ARGONAUTE (AGO) proteins function in small RNA (sRNA)-based RNA silencing pathways to regulate gene expression and control invading nucleic acids. In posttranscriptional RNA silencing pathways, plant AGOs associate with sRNAs to interact with highly sequence-complementary target RNAs. Once the AGO–sRNA-target RNA ternary complex is formed, target RNA is typically repressed through AGO-mediated cleavage or through other cleavage-independent mechanisms. The universe of sRNAs associating with diverse plant AGOs has been determined though AGO immunoprecipitation (IP) and high-throughput sequencing of co-immunoprecipitated sRNAs. To better understand the biological functions of AGO–sRNA complexes, it is crucial to identify the repertoire of target RNAs they regulate.
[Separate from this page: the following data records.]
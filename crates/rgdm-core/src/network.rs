//! Sparse indexed view of a friction table against a set of zone totals.
//!
//! The balancer never builds a dense matrix. Instead each friction record is
//! addressed by position, and two groupings map every origin (destination)
//! slot to the records leaving (entering) it. Zones that appear in the zone
//! totals but in no friction record get no slot and produce no flow.

use crate::errors::{RGDMError, RGDMResult};
use crate::friction::FrictionTable;
use crate::zone::{ZoneId, ZoneTotals};
use indexmap::IndexMap;

#[derive(Debug, Clone)]
pub(crate) struct Network {
    /// Origin zones in order of first appearance in the friction table
    pub origins: IndexMap<ZoneId, usize>,
    /// Destination zones in order of first appearance in the friction table
    pub destinations: IndexMap<ZoneId, usize>,
    /// Production total per origin slot
    pub productions: Vec<f64>,
    /// Attraction total per destination slot
    pub attractions: Vec<f64>,
    /// Origin slot of each record
    pub record_origin: Vec<usize>,
    /// Destination slot of each record
    pub record_destination: Vec<usize>,
    pub friction: Vec<f64>,
    /// Record positions grouped by origin slot
    pub by_origin: Vec<Vec<usize>>,
    /// Record positions grouped by destination slot
    pub by_destination: Vec<Vec<usize>>,
}

impl Network {
    pub fn new(zones: &ZoneTotals, table: &FrictionTable) -> RGDMResult<Self> {
        let n_records = table.len();
        let mut network = Self {
            origins: IndexMap::new(),
            destinations: IndexMap::new(),
            productions: Vec::new(),
            attractions: Vec::new(),
            record_origin: Vec::with_capacity(n_records),
            record_destination: Vec::with_capacity(n_records),
            friction: Vec::with_capacity(n_records),
            by_origin: Vec::new(),
            by_destination: Vec::new(),
        };

        for (position, record) in table.iter().enumerate() {
            let origin_zone = zones
                .get(&record.origin)
                .ok_or_else(|| RGDMError::UnknownZone(record.origin.to_string()))?;
            let destination_zone = zones
                .get(&record.destination)
                .ok_or_else(|| RGDMError::UnknownZone(record.destination.to_string()))?;

            let next = network.origins.len();
            let i = *network.origins.entry(record.origin.clone()).or_insert(next);
            if i == next {
                network.productions.push(origin_zone.production);
                network.by_origin.push(Vec::new());
            }

            let next = network.destinations.len();
            let j = *network
                .destinations
                .entry(record.destination.clone())
                .or_insert(next);
            if j == next {
                network.attractions.push(destination_zone.attraction);
                network.by_destination.push(Vec::new());
            }

            network.record_origin.push(i);
            network.record_destination.push(j);
            network.friction.push(record.friction);
            network.by_origin[i].push(position);
            network.by_destination[j].push(position);
        }

        Ok(network)
    }

    pub fn n_records(&self) -> usize {
        self.friction.len()
    }
}
//! Trip-length statistics used to compare modelled and observed flows.

use crate::errors::{RGDMError, RGDMResult};
use crate::validation::ensure_tolerance;
use serde::{Deserialize, Serialize};
use std::collections::{BTreeMap, BTreeSet};

/// Flow-weighted mean travel time of `(flow, travel_time)` pairs.
///
/// $$\bar{t} = \frac{\sum_{ij} T_{ij} t_{ij}}{\sum_{ij} T_{ij}}$$
///
/// Returns `None` if the total flow is zero.
pub fn mean_trip_length(pairs: impl IntoIterator<Item = (f64, f64)>) -> Option<f64> {
    let (weighted, total) = pairs
        .into_iter()
        .fold((0.0, 0.0), |(weighted, total), (flow, t)| {
            (weighted + flow * t, total + flow)
        });
    if total > 0.0 {
        Some(weighted / total)
    } else {
        None
    }
}

/// Share of total flow falling in each travel-time bin.
///
/// Bin `k` covers `[k * bin_width, (k + 1) * bin_width)`. Only bins that
/// received a pair are stored. Times beyond `u64::MAX` bins share the last bin.
#[derive(Debug, Clone, PartialEq, Serialize, Deserialize)]
pub struct TripLengthDistribution {
    pub bin_width: f64,
    pub shares: BTreeMap<u64, f64>,
}

impl TripLengthDistribution {
    /// Bin `(flow, travel_time)` pairs.
    ///
    /// With zero total flow every share is zero.
    pub fn from_pairs(
        pairs: impl IntoIterator<Item = (f64, f64)>,
        bin_width: f64,
    ) -> RGDMResult<Self> {
        ensure_tolerance("bin_width", bin_width)?;

        let mut shares: BTreeMap<u64, f64> = BTreeMap::new();
        for (flow, t) in pairs {
            // Float to int casts saturate
            let bin = (t / bin_width).floor().max(0.0) as u64;
            *shares.entry(bin).or_insert(0.0) += flow;
        }

        let total: f64 = shares.values().sum();
        if total > 0.0 {
            shares.values_mut().for_each(|s| *s /= total);
        }
        Ok(Self { bin_width, shares })
    }

    /// Share of bin `k`, zero for empty bins.
    pub fn share(&self, k: u64) -> f64 {
        self.shares.get(&k).copied().unwrap_or(0.0)
    }

    /// Upper edge of the last occupied bin.
    pub fn max_travel_time(&self) -> f64 {
        self.shares
            .keys()
            .next_back()
            .map_or(0.0, |&k| (k as f64 + 1.0) * self.bin_width)
    }
}

/// Overlap of two trip-length distributions.
///
/// $$CR = \frac{\sum_k \min(p_k, q_k)}{\sum_k \max(p_k, q_k)}$$
///
/// 1 for identical distributions, 0 for disjoint ones. Both distributions must
/// use the same bin width; a bin missing from one side counts as empty.
pub fn coincidence_ratio(
    a: &TripLengthDistribution,
    b: &TripLengthDistribution,
) -> RGDMResult<f64> {
    if (a.bin_width - b.bin_width).abs() > f64::EPSILON * a.bin_width.max(b.bin_width) {
        return Err(RGDMError::invalid_parameter(
            "bin_width",
            format!(
                "distributions use different bin widths ({} and {})",
                a.bin_width, b.bin_width
            ),
        ));
    }

    let bins: BTreeSet<u64> = a.shares.keys().chain(b.shares.keys()).copied().collect();
    let (overlap, union) = bins.into_iter().fold((0.0, 0.0), |(overlap, union), k| {
        let (p, q) = (a.share(k), b.share(k));
        (overlap + p.min(q), union + p.max(q))
    });

    if union > 0.0 {
        Ok(overlap / union)
    } else {
        Ok(1.0)
    }
}
//! Observed trips: the calibration target.

use rgdm_core::statistics::{mean_trip_length, TripLengthDistribution};
use rgdm_core::{FrictionRecord, FrictionTable, RGDMError, RGDMResult, Zone, ZoneId, ZoneTotals};
use std::collections::HashMap;

/// Observed flows and travel times for a set of zone pairs.
///
/// Every record must carry both an observed flow and a travel time. Zone totals
/// are derived from the observed flows so the model is compared under the
/// same marginals:
///
/// $$O_i = \sum_j T^{obs}_{ij} \qquad D_j = \sum_i T^{obs}_{ij}$$
#[derive(Debug, Clone)]
pub struct ObservedTrips {
    table: FrictionTable,
    zones: ZoneTotals,
    total_flow: f64,
    mean_trip_length: f64,
}

fn missing(field: &str, record: &FrictionRecord) -> RGDMError {
    RGDMError::InvalidValue {
        field: field.to_string(),
        value: "missing".to_string(),
        context: format!("pair {} -> {}", record.origin, record.destination),
    }
}

impl ObservedTrips {
    pub fn new(table: FrictionTable) -> RGDMResult<Self> {
        if table.is_empty() {
            return Err(RGDMError::EmptyInput("no observed trips".to_string()));
        }

        let mut order: Vec<ZoneId> = Vec::new();
        let mut productions: HashMap<ZoneId, f64> = HashMap::new();
        let mut attractions: HashMap<ZoneId, f64> = HashMap::new();
        let mut pairs = Vec::with_capacity(table.len());

        for record in table.iter() {
            let flow = record
                .observed_flow
                .ok_or_else(|| missing("observed_flow", record))?;
            let t = record.travel_time.ok_or_else(|| missing("travel_time", record))?;
            pairs.push((flow, t));

            for zone in [&record.origin, &record.destination] {
                if !productions.contains_key(zone) {
                    order.push(zone.clone());
                    productions.insert(zone.clone(), 0.0);
                    attractions.insert(zone.clone(), 0.0);
                }
            }
            *productions.entry(record.origin.clone()).or_insert(0.0) += flow;
            *attractions.entry(record.destination.clone()).or_insert(0.0) += flow;
        }

        let total_flow: f64 = pairs.iter().map(|(flow, _)| flow).sum();
        if total_flow <= 0.0 {
            return Err(RGDMError::EmptyInput("observed flows sum to zero".to_string()));
        }

        let mean_trip_length = mean_trip_length(pairs).unwrap_or(0.0);
        if mean_trip_length <= 0.0 {
            return Err(RGDMError::InvalidValue {
                field: "travel_time".to_string(),
                value: mean_trip_length.to_string(),
                context: "observed mean trip length must be positive".to_string(),
            });
        }

        let zones = ZoneTotals::new(
            order
                .into_iter()
                .map(|id| Zone::new(id.clone(), productions[&id], attractions[&id])),
        )?;

        Ok(Self {
            table,
            zones,
            total_flow,
            mean_trip_length,
        })
    }

    pub fn table(&self) -> &FrictionTable {
        &self.table
    }

    /// Zone totals derived from the observed row and column sums.
    pub fn zones(&self) -> &ZoneTotals {
        &self.zones
    }

    pub fn total_flow(&self) -> f64 {
        self.total_flow
    }

    /// Flow-weighted mean observed travel time.
    pub fn mean_trip_length(&self) -> f64 {
        self.mean_trip_length
    }

    /// $\beta_0 = \sum T^{obs} / \sum T^{obs} t$, the reciprocal of the mean trip length.
    pub fn initial_beta(&self) -> f64 {
        1.0 / self.mean_trip_length
    }

    pub fn trip_length_distribution(&self, bin_width: f64) -> RGDMResult<TripLengthDistribution> {
        TripLengthDistribution::from_pairs(
            self.table.iter().filter_map(|r| match (r.observed_flow, r.travel_time) {
                (Some(flow), Some(t)) => Some((flow, t)),
                _ => None,
            }),
            bin_width,
        )
    }
}

#[cfg(test)]
mod tests {
    use super::*;
    use approx::assert_relative_eq;
    use std::collections::BTreeMap;

    fn record(o: &str, d: &str, flow: f64, t: f64) -> FrictionRecord {
        FrictionRecord::new(o, d, 1.0)
            .with_observed_flow(flow)
            .with_travel_time(t)
    }

    #[test]
    fn test_initial_beta() {
        let observed = ObservedTrips::new(
            FrictionTable::new(vec![record("a", "a", 10.0, 10.0), record("a", "b", 10.0, 15.0)])
                .unwrap(),
        )
        .unwrap();

        assert_relative_eq!(observed.mean_trip_length(), 12.5);
        assert_relative_eq!(observed.initial_beta(), 0.08, max_relative = 1e-12);
        assert_eq!(observed.total_flow(), 20.0);
    }

    #[test]
    fn test_derived_marginals() {
        let observed = ObservedTrips::new(
            FrictionTable::new(vec![
                record("a", "a", 30.0, 10.0),
                record("a", "b", 10.0, 20.0),
                record("b", "a", 5.0, 20.0),
            ])
            .unwrap(),
        )
        .unwrap();

        let zones = observed.zones();
        let ids: Vec<&str> = zones.iter().map(|z| z.id.as_str()).collect();
        assert_eq!(ids, vec!["a", "b"]);

        let a = zones.get(&ZoneId::from("a")).unwrap();
        assert_eq!((a.production, a.attraction), (40.0, 35.0));
        let b = zones.get(&ZoneId::from("b")).unwrap();
        assert_eq!((b.production, b.attraction), (5.0, 10.0));
    }

    #[test]
    fn test_rejects_incomplete_input() {
        let empty = ObservedTrips::new(FrictionTable::default());
        assert!(matches!(empty, Err(RGDMError::EmptyInput(_))));

        let no_flow =
            FrictionTable::new(vec![FrictionRecord::new("a", "b", 1.0).with_travel_time(5.0)])
                .unwrap();
        let err = ObservedTrips::new(no_flow).unwrap_err();
        assert!(
            matches!(err, RGDMError::InvalidValue { ref field, .. } if field == "observed_flow")
        );

        let no_time =
            FrictionTable::new(vec![FrictionRecord::new("a", "b", 1.0).with_observed_flow(5.0)])
                .unwrap();
        assert!(ObservedTrips::new(no_time).is_err());

        let zero = FrictionTable::new(vec![record("a", "b", 0.0, 5.0)]).unwrap();
        assert!(matches!(ObservedTrips::new(zero), Err(RGDMError::EmptyInput(_))));

        let instant = FrictionTable::new(vec![record("a", "a", 5.0, 0.0)]).unwrap();
        assert!(ObservedTrips::new(instant).is_err());
    }

    #[test]
    fn test_trip_length_distribution() {
        let observed = ObservedTrips::new(
            FrictionTable::new(vec![record("a", "a", 30.0, 2.0), record("a", "b", 10.0, 12.0)])
                .unwrap(),
        )
        .unwrap();
        let tld = observed.trip_length_distribution(5.0).unwrap();
        assert_eq!(tld.shares, BTreeMap::from([(0, 0.75), (2, 0.25)]));
    }
}
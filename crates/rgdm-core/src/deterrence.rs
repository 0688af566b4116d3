//! Deterrence functions turning a travel time into a friction value.
//!
//! Each function is a one-parameter family in its *decay* parameter, which is
//! the quantity the calibrator adjusts. Implementations are serialised with
//! `typetag` so a run file can name the family it wants:
//!
//! ```toml
//! [deterrence]
//! type = "Exponential"
//! beta = 0.08
//! ```

use serde::{Deserialize, Serialize};
use std::fmt::Debug;

/// A monotone decreasing deterrence function $F(t)$.
#[typetag::serde(tag = "type")]
pub trait DeterrenceFunction: Debug + Send + Sync {
    /// Friction for a travel time `t >= 0`.
    fn evaluate(&self, travel_time: f64) -> f64;

    /// Current value of the decay parameter.
    fn decay(&self) -> f64;

    /// A copy of this function with a different decay parameter.
    fn with_decay(&self, decay: f64) -> Box<dyn DeterrenceFunction>;

    /// Starting decay for calibration against an observed mean trip length.
    fn initial_decay(&self, mean_travel_time: f64) -> f64 {
        1.0 / mean_travel_time
    }
}

/// Negative exponential deterrence.
///
/// $$F(t) = e^{-\beta t}$$
#[derive(Debug, Clone, Copy, PartialEq, Serialize, Deserialize)]
pub struct Exponential {
    pub beta: f64,
}

impl Exponential {
    pub fn new(beta: f64) -> Self {
        Self { beta }
    }
}

#[typetag::serde]
impl DeterrenceFunction for Exponential {
    fn evaluate(&self, travel_time: f64) -> f64 {
        (-self.beta * travel_time).exp()
    }

    fn decay(&self) -> f64 {
        self.beta
    }

    fn with_decay(&self, decay: f64) -> Box<dyn DeterrenceFunction> {
        Box::new(Self::new(decay))
    }
}

/// Inverse power deterrence.
///
/// $$F(t) = \max(t, t_{min})^{-\alpha}$$
///
/// The floor `min_travel_time` keeps intrazonal pairs with zero travel time finite.
#[derive(Debug, Clone, Copy, PartialEq, Serialize, Deserialize)]
pub struct Power {
    pub alpha: f64,
    #[serde(default = "default_min_travel_time")]
    pub min_travel_time: f64,
}

fn default_min_travel_time() -> f64 {
    1.0
}

impl Power {
    pub fn new(alpha: f64) -> Self {
        Self {
            alpha,
            min_travel_time: default_min_travel_time(),
        }
    }
}

#[typetag::serde]
impl DeterrenceFunction for Power {
    fn evaluate(&self, travel_time: f64) -> f64 {
        travel_time.max(self.min_travel_time).powf(-self.alpha)
    }

    fn decay(&self) -> f64 {
        self.alpha
    }

    fn with_decay(&self, decay: f64) -> Box<dyn DeterrenceFunction> {
        Box::new(Self {
            alpha: decay,
            min_travel_time: self.min_travel_time,
        })
    }

    fn initial_decay(&self, _mean_travel_time: f64) -> f64 {
        // The power family has no scale; start from the inverse-distance law.
        1.0
    }
}

/// Combined (Tanner) deterrence.
///
/// $$F(t) = \max(t, t_{min})^{\alpha} e^{-\beta t}$$
///
/// Only `beta` is treated as the decay parameter; `alpha` stays fixed.
#[derive(Debug, Clone, Copy, PartialEq, Serialize, Deserialize)]
pub struct Tanner {
    pub alpha: f64,
    pub beta: f64,
    #[serde(default = "default_min_travel_time")]
    pub min_travel_time: f64,
}

impl Tanner {
    pub fn new(alpha: f64, beta: f64) -> Self {
        Self {
            alpha,
            beta,
            min_travel_time: default_min_travel_time(),
        }
    }
}

#[typetag::serde]
impl DeterrenceFunction for Tanner {
    fn evaluate(&self, travel_time: f64) -> f64 {
        travel_time.max(self.min_travel_time).powf(self.alpha) * (-self.beta * travel_time).exp()
    }

    fn decay(&self) -> f64 {
        self.beta
    }

    fn with_decay(&self, decay: f64) -> Box<dyn DeterrenceFunction> {
        Box::new(Self {
            alpha: self.alpha,
            beta: decay,
            min_travel_time: self.min_travel_time,
        })
    }
}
Here I present a detailed AGO–RNA IP followed by high-throughput sequencing (AGO RIP-Seq) methodology for the isolation of AGO ternary complexes from plant tissues and the high-throughput sequencing of AGO-bound target RNAs. In particular, the protocol describes the IP of slicer-deficient hemagglutinin (HA)-tagged AGO proteins expressed in plant tissues, the isolation of AGO-bound RNAs, and the generation of target RNA libraries for high-throughput sequencing.